Any rule of thumb for living that enhances the odds of your genes perpetuating themselves is "derivable" from evolution. Whether you would call those rules of thumb "morals" is to me a matter of personal taste.

All these rules, if they are actually taught and followed, are in place because over thousands of years because the people who followed them lived, and those that had other rules died out.

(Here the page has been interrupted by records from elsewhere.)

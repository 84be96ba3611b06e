//! メディアタイプとフロー定義
//!
//! 2つのフロー（骨折検出・レポート解析）はそれぞれ受け付ける
//! メディアタイプと送信先エンドポイントが異なる。

use serde::{Deserialize, Serialize};
use std::path::Path;

/// 受け付け可能なメディアタイプ
#[derive(Debug, Clone, Copy, PartialEq, Eq, Hash, Serialize, Deserialize)]
#[serde(rename_all = "lowercase")]
pub enum MediaType {
    Jpeg,
    Png,
    Pdf,
}

impl MediaType {
    /// MIME文字列から判定（`image/jpg` も JPEG として扱う）
    pub fn from_mime(mime: &str) -> Option<Self> {
        match mime.trim().to_ascii_lowercase().as_str() {
            "image/jpeg" | "image/jpg" => Some(MediaType::Jpeg),
            "image/png" => Some(MediaType::Png),
            "application/pdf" => Some(MediaType::Pdf),
            _ => None,
        }
    }

    /// 拡張子から判定
    pub fn from_extension(ext: &str) -> Option<Self> {
        match ext.to_ascii_lowercase().as_str() {
            "jpg" | "jpeg" => Some(MediaType::Jpeg),
            "png" => Some(MediaType::Png),
            "pdf" => Some(MediaType::Pdf),
            _ => None,
        }
    }

    pub fn from_path(path: &Path) -> Option<Self> {
        path.extension()
            .and_then(|ext| ext.to_str())
            .and_then(Self::from_extension)
    }

    pub fn as_mime(&self) -> &'static str {
        match self {
            MediaType::Jpeg => "image/jpeg",
            MediaType::Png => "image/png",
            MediaType::Pdf => "application/pdf",
        }
    }

    pub fn label(&self) -> &'static str {
        match self {
            MediaType::Jpeg => "JPEG",
            MediaType::Png => "PNG",
            MediaType::Pdf => "PDF",
        }
    }

    pub fn is_image(&self) -> bool {
        matches!(self, MediaType::Jpeg | MediaType::Png)
    }
}

impl std::fmt::Display for MediaType {
    fn fmt(&self, f: &mut std::fmt::Formatter<'_>) -> std::fmt::Result {
        f.write_str(self.as_mime())
    }
}

/// 解析フロー
#[derive(Debug, Clone, Copy, PartialEq, Eq, Hash, Serialize, Deserialize)]
#[serde(rename_all = "lowercase")]
pub enum Flow {
    /// X線画像の骨折検出
    Detection,
    /// 医療レポート（血液検査等）の解析
    Report,
}

const DETECTION_TYPES: &[MediaType] = &[MediaType::Jpeg, MediaType::Png];
const REPORT_TYPES: &[MediaType] = &[MediaType::Pdf, MediaType::Png, MediaType::Jpeg];

impl Flow {
    pub fn allowed_media_types(&self) -> &'static [MediaType] {
        match self {
            Flow::Detection => DETECTION_TYPES,
            Flow::Report => REPORT_TYPES,
        }
    }

    pub fn accepts(&self, media_type: MediaType) -> bool {
        self.allowed_media_types().contains(&media_type)
    }

    /// ベースURLに連結するリソースパス
    pub fn endpoint_path(&self) -> &'static str {
        match self {
            Flow::Detection => "/api/v1/analysis/detect",
            Flow::Report => "/api/v1/medical-report/analyze",
        }
    }

    /// 許可リストの表示用文字列（例: "JPEG, PNG"）
    pub fn accepted_label(&self) -> String {
        self.allowed_media_types()
            .iter()
            .map(|t| t.label())
            .collect::<Vec<_>>()
            .join(", ")
    }

    pub fn as_str(&self) -> &'static str {
        match self {
            Flow::Detection => "detection",
            Flow::Report => "report",
        }
    }
}

impl std::fmt::Display for Flow {
    fn fmt(&self, f: &mut std::fmt::Formatter<'_>) -> std::fmt::Result {
        f.write_str(self.as_str())
    }
}

/// 検証前のファイル（ドロップまたはファイル選択から得たもの）
#[derive(Debug, Clone)]
pub struct FileCandidate {
    pub name: String,
    /// 宣言されたMIMEタイプ。None の場合は拡張子から判定する
    pub declared_type: Option<String>,
    pub bytes: Vec<u8>,
}

impl FileCandidate {
    pub fn new(name: impl Into<String>, declared_type: Option<&str>, bytes: Vec<u8>) -> Self {
        Self {
            name: name.into(),
            declared_type: declared_type.map(str::to_string),
            bytes,
        }
    }

    /// 宣言タイプ（なければ拡張子）からメディアタイプを解決
    pub fn media_type(&self) -> Option<MediaType> {
        match &self.declared_type {
            Some(mime) => MediaType::from_mime(mime),
            None => MediaType::from_path(Path::new(&self.name)),
        }
    }

    /// エラーメッセージ用の宣言タイプ表記
    pub fn declared_label(&self) -> String {
        match &self.declared_type {
            Some(mime) if !mime.is_empty() => mime.clone(),
            _ => Path::new(&self.name)
                .extension()
                .map(|ext| format!(".{}", ext.to_string_lossy()))
                .unwrap_or_else(|| "unknown".to_string()),
        }
    }
}

/// 検証済みのアップロードファイル
#[derive(Debug, Clone, PartialEq)]
pub struct UploadedFile {
    pub name: String,
    pub media_type: MediaType,
    pub bytes: Vec<u8>,
}

impl UploadedFile {
    pub fn size(&self) -> usize {
        self.bytes.len()
    }
}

So people who are nice to their neighbours tend to do better than those that aren't, and there are some good theories as to why joining a church has the same effect. It not like most of us have a whole pile of choice about whether we followed them, either. Most of us a suspicious of strangers, most of us are naturally nice to our neighbours and are recoil in distaste when we see people on television who aren't, most of us, when given no alternative form of justice, would take an eye for an eye.

I realise this all sounds a bit odd to someone like yourself who thinks in terms of "ought and ought not". But odd or not that is how we in the other half see it. Personally, I find "be nice to your neighbours because they may be nice to your when you need it" far more persuasive than "be nice to your neighbours because God said so".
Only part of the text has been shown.